CSA Crafting Enterprise Cloud Security Framework
The Cloud Security Alliance (CSA) Wednesday launched an initiative that would aid enterprises in using cloud computing services to protect infrastructures.
A new working group called the Software Defined Perimeter (SDP) project represents a departure for the organization that was formed with the mission of improving cloud security. The SDP Working Group seeks to provide a standard way to use cloud services to protect their infrastructures in the age of bring-your-own-device (BYOD) and employees' own use of cloud services.
"What we're proposing is actually very new in the sense that the cloud actually does become your perimeter versus thinking of the cloud to get low-cost CPU cycles," said Junaid Islam, co-chair of the SDP Working Group and president and CTO of Vidder, a provider of security solutions.
The committee is developing a framework that identifies devices, implements standard authentication, and creates one-time use of a VPN on an application server that ensures the user can see only data he or she is permitted to access, Islam explained.

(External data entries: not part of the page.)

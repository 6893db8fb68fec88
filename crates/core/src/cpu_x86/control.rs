//! Control transfer helpers: near and far jumps, calls and returns,
//! conditional branches, the LOOP family, ENTER/LEAVE, and IRET.
//!
//! Far transfers follow the validate-before-commit rule: the destination
//! CS (and any gate it routes through) is fully checked before any push or
//! register change becomes observable, so a faulting transfer leaves the
//! machine in its pre-instruction state.

use super::decode::ModRm;
use super::interrupt::Fault;
use super::segment::{desc, sel_error, Descriptor, SegId};
use super::task::TaskNest;
use super::{CpuX86, OpSize, REG_BP, REG_CX, REG_SP};
use crate::Bus;
//! Tests for the x86 CPU core.
//!
//! Organized by area:
//! - `tests_flags`: flag generation and the documented boundary cases
//! - `tests_8bit`: byte ALU operations and data movement
//! - `tests_16bit`: word operations, the stack, and 80186 additions
//! - `tests_32bit`: 80386 operand sizes and extended instructions
//! - `tests_shifts`: shift and rotate semantics
//! - `tests_control`: jumps, calls, returns, and real-mode interrupts
//! - `tests_strings`: string instructions and REP behavior
//! - `tests_protected`: descriptor loading and protection rules
//! - `tests_interrupts`: faults, gates, and stack switches
//! - `tests_tasks`: TSS task switching
//! - `tests_props`: property-based flag conformance
//! - `tests_state`: snapshots and machine descriptions

mod tests_16bit;
mod tests_8bit;
mod tests_control;
mod tests_flags;
mod tests_interrupts;
mod tests_props;
mod tests_shifts;
mod tests_state;

use super::segment::SegId;
use super::{CpuModel, CpuX86, VecBus};

/// Fresh 8086 with a megabyte of RAM.
pub(crate) fn cpu8086() -> CpuX86<VecBus> {
    CpuX86::new(VecBus::new())
}

pub(crate) fn cpu_model(model: CpuModel) -> CpuX86<VecBus> {
    CpuX86::with_model(VecBus::new(), model)
}

/// Point CS:IP at a scratch code area and load a program there.
pub(crate) fn boot(c: &mut CpuX86<VecBus>, code: &[u8]) {
    c.load_seg_real(SegId::Cs, 0x1000);
    c.load_seg_real(SegId::Ds, 0x2000);
    c.load_seg_real(SegId::Es, 0x3000);
    c.load_seg_real(SegId::Ss, 0x4000);
    c.regs[super::REG_SP] = 0x1000;
    c.eip = 0;
    c.bus.load_program(0x10000, code);
}

/// Execute `n` instructions.
pub(crate) fn run(c: &mut CpuX86<VecBus>, n: usize) {
    for _ in 0..n {
        c.step_cpu(1);
    }
}

/// Pack a code/data descriptor into its 8 raw bytes.
pub(crate) fn make_desc(base: u32, limit: u32, access: u8, ext: u8) -> [u8; 8] {
    [
        (limit & 0xFF) as u8,
        ((limit >> 8) & 0xFF) as u8,
        (base & 0xFF) as u8,
        ((base >> 8) & 0xFF) as u8,
        ((base >> 16) & 0xFF) as u8,
        access,
        (((limit >> 16) & 0x0F) as u8) | (ext & 0xF0),
        ((base >> 24) & 0xFF) as u8,
    ]
}

/// Pack a 286-style gate descriptor.
pub(crate) fn make_gate(offset: u16, selector: u16, count: u8, access: u8) -> [u8; 8] {
    [
        (offset & 0xFF) as u8,
        (offset >> 8) as u8,
        (selector & 0xFF) as u8,
        (selector >> 8) as u8,
        count & 0x1F,
        access,
        0,
        0,
    ]
}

"We want to take all of this and run it in a cloud service," Islam said. "What the CSA is doing, instead of everyone in the industry coming up with their own version of this, is creating a standard, public domain, free-to-use-without-restrictions-framework that pulls all these concepts together in a framework that is well thought-out and vetted by a team of experts."
The CSA is already collaborating with major cloud providers, Islam added, though he declined to name any.
Islam pointed to a large corporate customer with a well-known brand that is working with a "gigantic" cloud provider, both of which he would not name, that will represent the first deployment of SDP. The deployment will be announced at the RSA Conference in late February, presuming it doesn't leak out sooner.
Bob Flores, former CTO of the CIA and now CEO of Applicology, a consulting firm, is the other co-chair of the SDP Working Group. Flores will outline the new framework at the CSA Congress conference in Orlando next month. The committee will also publish a whitepaper outlining the framework.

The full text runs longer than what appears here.